Die Fabrication gezogener Stahlröhren, nach dem
Verfahren von Hawksworth und
Harding.
Hawksworth's Verfahren zur Fabrication gezogener
Stahlröhren.
Nach dem Mechanics'
Magazine vom 4. März 1864; aus dem Breslauer Gewerbeblatt Nr.
18.
Zur Anfertigung von Röhren behufs der Leitung von Gas, Wasser, Dampf etc. hat man
sich schon der verschiedenartigsten Materialien, Gußeisen, Schmiedeeisen, Kupfer,
Messing, Blei, Thon, Glas, ja sogar des Papiers bedient. Eine der wichtigsten
Anwendungen der Röhren ist die zur Construction von Röhrendampfkesseln. Man wendet
hierzu jetzt mit Vorliebe die geschmiedeten eisernen Röhren an, da diese bei
größerer Billigkeit noch den Vorzug vor den Messing- und besonders vor den
Kupferröhren haben, daß sie der mechanischen abschleifenden Wirkung durch die vom
Zuge mitgerissenen Kohkstheilchen am besten widerstehen. Dagegen haben sie den
Nachtheil, daß ihre Befestigung in den Endplatten der Feuerbüchse und des
Rauchkastens, besonders wenn neue Röhren in einen schon gebrauchten Kessel
eingezogen werden, nur mit Schwierigkeit und durch langes Hämmern und Klopfen
geschehen kann, und daß hierbei die Röhren an der Schweißstelle leicht aufplatzen.

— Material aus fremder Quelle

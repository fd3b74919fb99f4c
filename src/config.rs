use anyhow::{Context, Result};
use serde::{Deserialize, Serialize};
use std::path::{Path, PathBuf};
use tracing::info;

use crate::constants::headers::DEFAULT_USER_AGENT;

#[derive(Debug, Clone, Default, Serialize, Deserialize)]
#[serde(default)]
pub struct Config {
    pub general: GeneralConfig,

    pub server: ServerConfig,

    pub pahe: PaheConfig,

    pub mal: MalConfig,

    pub resolver: ResolverConfig,

    pub workers: WorkersConfig,

    pub catalog: CatalogConfig,

    pub cache: CacheConfig,

    pub observability: ObservabilityConfig,
}

#[derive(Debug, Clone, Serialize, Deserialize)]
#[serde(default)]
pub struct GeneralConfig {
    pub database_path: String,

    pub log_level: String,

    /// Emit logs as JSON lines instead of the human readable format.
    pub json_logs: bool,

    /// Number of tokio worker threads (default: 2)
    /// Set to 0 to use the number of CPU cores
    pub worker_threads: usize,

    pub max_db_connections: u32,

    pub min_db_connections: u32,
}

impl Default for GeneralConfig {
    fn default() -> Self {
        Self {
            database_path: "sqlite:data/pahe-relay.db".to_string(),
            log_level: "info".to_string(),
            json_logs: false,
            worker_threads: 2,
            max_db_connections: 5,
            min_db_connections: 1,
        }
    }
}

#[derive(Debug, Clone, Serialize, Deserialize)]
#[serde(default)]
pub struct ServerConfig {
    pub port: u16,

    pub cors_allowed_origins: Vec<String>,
}

impl Default for ServerConfig {
    fn default() -> Self {
        Self {
            port: 6790,
            cors_allowed_origins: vec!["https://meowani.vercel.app".to_string()],
        }
    }
}

/// Endpoints and request shaping for the scraped streaming site.
#[derive(Debug, Clone, Serialize, Deserialize)]
#[serde(default)]
pub struct PaheConfig {
    pub base_url: String,

    pub api_url: String,

    /// Hosts tried in order by the snapshot proxy.
    pub snapshot_urls: Vec<String>,

    /// Prefix every redirector link starts with.
    pub kwik_prefix: String,

    /// Prefix every download mirror link starts with.
    pub mirror_prefix: String,

    /// Clearance cookie forwarded verbatim. Usually supplied via `PAHE_COOKIE`.
    #[serde(skip_serializing)]
    pub cookie: Option<String>,

    pub user_agent: String,

    pub request_timeout_seconds: u64,
}

impl Default for PaheConfig {
    fn default() -> Self {
        Self {
            base_url: "https://animepahe.si".to_string(),
            api_url: "https://animepahe.si/api".to_string(),
            snapshot_urls: vec![
                "https://i.animepahe.si/snapshots".to_string(),
                "https://i.animepahe.si/uploads/snapshots".to_string(),
            ],
            kwik_prefix: "https://kwik.cx".to_string(),
            mirror_prefix: "https://pahe.win".to_string(),
            cookie: None,
            user_agent: DEFAULT_USER_AGENT.to_string(),
            request_timeout_seconds: 20,
        }
    }
}

#[derive(Debug, Clone, Serialize, Deserialize)]
#[serde(default)]
pub struct MalConfig {
    pub base_url: String,

    /// Usually supplied via `MAL_CLIENT_ID`.
    #[serde(skip_serializing)]
    pub client_id: Option<String>,
}

impl Default for MalConfig {
    fn default() -> Self {
        Self {
            base_url: "https://api.myanimelist.net/v2/anime".to_string(),
            client_id: None,
        }
    }
}

#[derive(Debug, Clone, Copy, PartialEq, Eq, Default, Serialize, Deserialize)]
#[serde(rename_all = "lowercase")]
pub enum ResolverMode {
    /// Decode and replay redirector pages in-process.
    #[default]
    Local,
    /// Delegate to the external worker services.
    Worker,
}

#[derive(Debug, Clone, Serialize, Deserialize)]
#[serde(default)]
pub struct ResolverConfig {
    pub mode: ResolverMode,

    /// Attempts per redirector link before giving up.
    pub retry_attempts: u32,

    /// Upper bound on concurrent upstream fetches within one fan-out.
    pub max_concurrency: usize,

    /// Path segment of the preview variant of a file URL.
    pub preview_segment: String,

    /// Path segment the preview variant is rewritten to.
    pub direct_segment: String,

    /// CDN hosts whose cached direct URLs expire quickly and are always re-resolved.
    pub stale_hosts: Vec<String>,

    /// Resolve direct URLs while listing episodes instead of on first episode read.
    pub resolve_on_listing: bool,
}

impl Default for ResolverConfig {
    fn default() -> Self {
        Self {
            mode: ResolverMode::Local,
            retry_attempts: 3,
            max_concurrency: 8,
            preview_segment: "/f/".to_string(),
            direct_segment: "/d/".to_string(),
            stale_hosts: Vec::new(),
            resolve_on_listing: true,
        }
    }
}

#[derive(Debug, Clone, Serialize, Deserialize)]
#[serde(default)]
pub struct WorkersConfig {
    pub episode_url: String,

    pub access_url: String,

    /// Usually supplied via `KWIK_ACCESS_TOKEN`.
    #[serde(skip_serializing)]
    pub access_token: Option<String>,
}

impl Default for WorkersConfig {
    fn default() -> Self {
        Self {
            episode_url: "https://anime.apex-cloud.workers.dev/".to_string(),
            access_url: "https://access-kwik.apex-cloud.workers.dev".to_string(),
            access_token: None,
        }
    }
}

#[derive(Debug, Clone, Serialize, Deserialize)]
#[serde(default)]
pub struct CatalogConfig {
    /// Episodes per upstream listing page.
    pub page_size: u32,

    /// Above this many episodes the document switches to live listing.
    pub use_api_threshold: u32,
}

impl Default for CatalogConfig {
    fn default() -> Self {
        Self {
            page_size: 30,
            use_api_threshold: 30,
        }
    }
}

#[derive(Debug, Clone, Serialize, Deserialize)]
#[serde(default)]
pub struct CacheConfig {
    pub airing_ttl_seconds: u64,

    /// Keep cached responses in the database instead of process memory.
    pub persistent: bool,
}

impl Default for CacheConfig {
    fn default() -> Self {
        Self {
            airing_ttl_seconds: 5 * 60,
            persistent: false,
        }
    }
}

#[derive(Debug, Clone, Serialize, Deserialize)]
#[serde(default)]
pub struct ObservabilityConfig {
    pub metrics_enabled: bool,
}

impl Default for ObservabilityConfig {
    fn default() -> Self {
        Self {
            metrics_enabled: true,
        }
    }
}

impl Config {
    /// Loads the first config file found and layers environment secrets on top.
    pub fn load() -> Result<Self> {
        dotenvy::dotenv().ok();

        let mut config = Self::default();
        for path in &Self::config_paths() {
            if path.exists() {
                info!("Loading config from: {}", path.display());
                config = Self::load_from_path(path)?;
                break;
            }
        }

        config.apply_env();
        Ok(config)
    }

    pub fn load_from_path(path: &Path) -> Result<Self> {
        let content = std::fs::read_to_string(path)
            .with_context(|| format!("Failed to read config file: {}", path.display()))?;

        let config: Self = toml::from_str(&content)
            .with_context(|| format!("Failed to parse config file: {}", path.display()))?;

        Ok(config)
    }

    pub fn save_to_path(&self, path: &Path) -> Result<()> {
        if let Some(parent) = path.parent() {
            std::fs::create_dir_all(parent)?;
        }

        let content = toml::to_string_pretty(self)?;
        std::fs::write(path, content)?;
        info!("Config saved to: {}", path.display());
        Ok(())
    }

    /// Overrides secrets and the database location from the process environment.
    pub fn apply_env(&mut self) {
        fn non_empty(key: &str) -> Option<String> {
            std::env::var(key).ok().filter(|v| !v.trim().is_empty())
        }

        if let Some(id) = non_empty("MAL_CLIENT_ID") {
            self.mal.client_id = Some(id);
        }
        if let Some(cookie) = non_empty("PAHE_COOKIE") {
            self.pahe.cookie = Some(cookie);
        }
        if let Some(token) = non_empty("KWIK_ACCESS_TOKEN") {
            self.workers.access_token = Some(token);
        }
        if let Some(url) = non_empty("PAHE_RELAY_DATABASE_URL") {
            self.general.database_path = url;
        }
    }

    fn config_paths() -> Vec<PathBuf> {
        let mut paths = vec![PathBuf::from("config.toml")];

        if let Some(config_dir) = dirs::config_dir() {
            paths.push(config_dir.join("pahe-relay").join("config.toml"));
        }

        if let Some(home) = dirs::home_dir() {
            paths.push(home.join(".pahe-relay").join("config.toml"));
        }

        paths
    }

    pub fn create_default_if_missing() -> Result<bool> {
        let path = PathBuf::from("config.toml");
        if path.exists() {
            Ok(false)
        } else {
            Self::default().save_to_path(&path)?;
            info!("Created default config file: {}", path.display());
            Ok(true)
        }
    }

    pub fn validate(&self) -> Result<()> {
        if self.pahe.base_url.is_empty() || self.pahe.api_url.is_empty() {
            anyhow::bail!("pahe.base_url and pahe.api_url cannot be empty");
        }

        if self.mal.base_url.is_empty() {
            anyhow::bail!("mal.base_url cannot be empty");
        }

        if self.resolver.retry_attempts == 0 {
            anyhow::bail!("resolver.retry_attempts must be at least 1");
        }

        if self.resolver.max_concurrency == 0 {
            anyhow::bail!("resolver.max_concurrency must be at least 1");
        }

        if self.catalog.page_size == 0 {
            anyhow::bail!("catalog.page_size must be at least 1");
        }

        Ok(())
    }
}

#[cfg(test)]
mod tests {
    use super::*;

    #[test]
    fn test_default_config() {
        let config = Config::default();
        assert_eq!(config.resolver.retry_attempts, 3);
        assert_eq!(config.catalog.use_api_threshold, 30);
        assert_eq!(config.catalog.page_size, 30);
        assert_eq!(config.resolver.mode, ResolverMode::Local);
        assert!(config.validate().is_ok());
    }

    #[test]
    fn test_config_serialization_omits_secrets() {
        let mut config = Config::default();
        config.mal.client_id = Some("secret-client".to_string());
        config.pahe.cookie = Some("__ddg2=abc".to_string());

        let toml_str = toml::to_string_pretty(&config).unwrap();
        assert!(toml_str.contains("[resolver]"));
        assert!(toml_str.contains("[catalog]"));
        assert!(!toml_str.contains("secret-client"));
        assert!(!toml_str.contains("__ddg2"));
    }

    #[test]
    fn test_config_deserialization() {
        let toml_str = r#"
            [general]
            log_level = "debug"

            [resolver]
            mode = "worker"
            retry_attempts = 5
            stale_hosts = ["vault-99.example"]
        "#;

        let config: Config = toml::from_str(toml_str).unwrap();
        assert_eq!(config.general.log_level, "debug");
        assert_eq!(config.resolver.mode, ResolverMode::Worker);
        assert_eq!(config.resolver.retry_attempts, 5);
        assert_eq!(config.resolver.stale_hosts, vec!["vault-99.example"]);
        assert_eq!(config.pahe.kwik_prefix, "https://kwik.cx");
    }

    #[test]
    fn test_validate_rejects_zero_retry_budget() {
        let mut config = Config::default();
        config.resolver.retry_attempts = 0;
        assert!(config.validate().is_err());
    }
}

Ein ganz vorzügliches Material hierzu müßten die gezogenen Stahlröhren aus weichem
homogenen Stahl bieten, wenn dieselben in hinreichender Länge und zu nicht
allzuhohem Preise beschafft werden könnten. Auch andere Industriezweige, z.B. die
Anfertigung von Gewehren und Geschützen (nach dem Armstrong-Principe) könnten von diesen Röhren mit Vortheil Gebrauch
machen.
Durch Hawksworth und Harding in
Paris und London werden nunmehr solche gezogene Stahlröhren nach demselben Principe
angefertigt, wie man früher die Bleiröhren und jetzt noch die Kupferröhren ohne
Löthung darstellt. Man gießt eine kurze, sehr dickwandige Röhre und verlängert
dieselbe durch Ziehen über einen Dorn durch passende, allmählich enger werdende
Zieheisen. Natürlich verlangt der Stahl wegen seiner großen Festigkeit hierzu die
Aufwendung entsprechend großer Kräfte und Apparate. Ebenso ist nur kohlenstoffarmer,
möglichst weicher Stahl zu dieser Fabrication geeignet.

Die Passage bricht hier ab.